Wakil rakyat dari Komisi VI menilai bahwa undang-undang yang telah berlaku selama lebih dari dua dekade tersebut tidak lagi relevan untuk mengakomodasi kebutuhan dan tantangan perlindungan konsumen di era digital dan globalisasi saat ini.
“UU Perlindungan Konsumen saat ini sudah terlalu usang. Banyak hal yang tidak termuat, seperti perdagangan digital, perlindungan data pribadi, serta sistem pengaduan berbasis teknologi,” ujar salah satu anggota Komisi VI dalam forum resmi.
Konsumen Belum Terlindungi Sepenuhnya
Data dari Badan Perlindungan Konsumen Nasional (BPKN) menunjukkan tingginya angka pengaduan dari masyarakat terkait praktik dagang yang merugikan konsumen. Sebagian besar kasus berkaitan dengan produk tidak sesuai, jasa yang mengecewakan, serta transaksi daring yang tidak transparan.
Komisi VI juga menyoroti meningkatnya dominasi produk asing di pasar dalam negeri, termasuk di sektor pangan, kesehatan, dan ritel, yang sering kali tidak diimbangi dengan perlindungan yang memadai bagi konsumen lokal.
Poin Penting dalam Revisi
Komisi VI mendorong agar revisi UU Perlindungan Konsumen mencakup beberapa hal berikut:
- Perlindungan dalam transaksi digital, termasuk e-commerce dan platform internasional.
- Sistem pengawasan dan sanksi tegas bagi pelaku usaha yang melanggar hak konsumen.
- Peningkatan edukasi dan literasi konsumen, terutama di kalangan masyarakat daerah.
- Penguatan lembaga pengaduan dan mediasi sengketa konsumen agar lebih cepat dan efisien.
Dukungan dari Pemerintah
Menteri Perdagangan Zulkifli Hasan dalam kesempatan yang sama menyambut baik inisiatif DPR. Ia menyatakan bahwa pihaknya tengah menyiapkan draf perubahan UU dengan pendekatan yang lebih adaptif dan berbasis teknologi.

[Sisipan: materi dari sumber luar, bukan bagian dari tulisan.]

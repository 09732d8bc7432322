use std::collections::HashMap;
use std::sync::Mutex;
use std::time::Duration;

use anyhow::Result;
use async_trait::async_trait;
use sha2::{Digest, Sha256};

#[async_trait]
pub trait Embedder: Send + Sync {
    /// Embed one snippet of source text. `language` is a short tag passed to
    /// the service as a prompt hint ("python", "rust", ...).
    async fn embed(&self, text: &str, language: &str) -> Result<Vec<f32>>;
    fn dimensions(&self) -> usize;
}

/// Client for the external embedding service. Responses are cached in-process
/// keyed on the content hash, since the hook frequently embeds the same text
/// twice (query then upsert).
pub struct HttpEmbedder {
    client: reqwest::Client,
    base_url: String,
    dims: usize,
    cache: Mutex<HashMap<(String, String), Vec<f32>>>,
}

#[derive(serde::Serialize)]
struct EmbedRequest<'a> {
    text: &'a str,
    language: &'a str,
}

#[derive(serde::Deserialize)]
struct EmbedResponse {
    embedding: Vec<f32>,
}

impl HttpEmbedder {
    pub fn new(base_url: String, dims: usize) -> Self {
        let client = reqwest::Client::builder()
            .timeout(Duration::from_secs(10))
            .build()
            .unwrap_or_default();
        Self {
            client,
            base_url: base_url.trim_end_matches('/').to_string(),
            dims,
            cache: Mutex::new(HashMap::new()),
        }
    }

    fn cache_key(text: &str, language: &str) -> (String, String) {
        (
            hex::encode(Sha256::digest(text.as_bytes())),
            language.to_string(),
        )
    }
}

#[async_trait]
impl Embedder for HttpEmbedder {
    async fn embed(&self, text: &str, language: &str) -> Result<Vec<f32>> {
        let key = Self::cache_key(text, language);
        if let Some(hit) = self.cache.lock().unwrap().get(&key) {
            return Ok(hit.clone());
        }

        let resp = self
            .client
            .post(format!("{}/embed", self.base_url))
            .json(&EmbedRequest { text, language })
            .send()
            .await?;

        if !resp.status().is_success() {
            let status = resp.status();
            let body = resp.text().await.unwrap_or_default();
            anyhow::bail!("Embedding service error {status}: {body}");
        }

        let parsed: EmbedResponse = resp.json().await?;
        if parsed.embedding.len() != self.dims {
            anyhow::bail!(
                "Embedding dimension mismatch: expected {}, got {}",
                self.dims,
                parsed.embedding.len()
            );
        }

        self.cache
            .lock()
            .unwrap()
            .insert(key, parsed.embedding.clone());
        Ok(parsed.embedding)
    }

    fn dimensions(&self) -> usize {
        self.dims
    }
}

“Kami siap menyusun regulasi baru yang lebih kuat, adil, dan berpihak pada konsumen. Ini bagian dari komitmen pemerintah untuk menjaga keseimbangan antara pelaku usaha dan hak-hak masyarakat,” kata Zulkifli.
Menuju Sistem Perlindungan Konsumen yang Lebih Kuat
Komisi VI DPR menegaskan bahwa revisi UU ini harus menjadi prioritas legislasi agar konsumen Indonesia tidak lagi menjadi pihak yang lemah dalam rantai perdagangan. Diharapkan, dengan regulasi baru yang lebih relevan dan modern, masyarakat dapat bertransaksi dengan aman, nyaman, dan terlindungi di berbagai sektor ekonomi.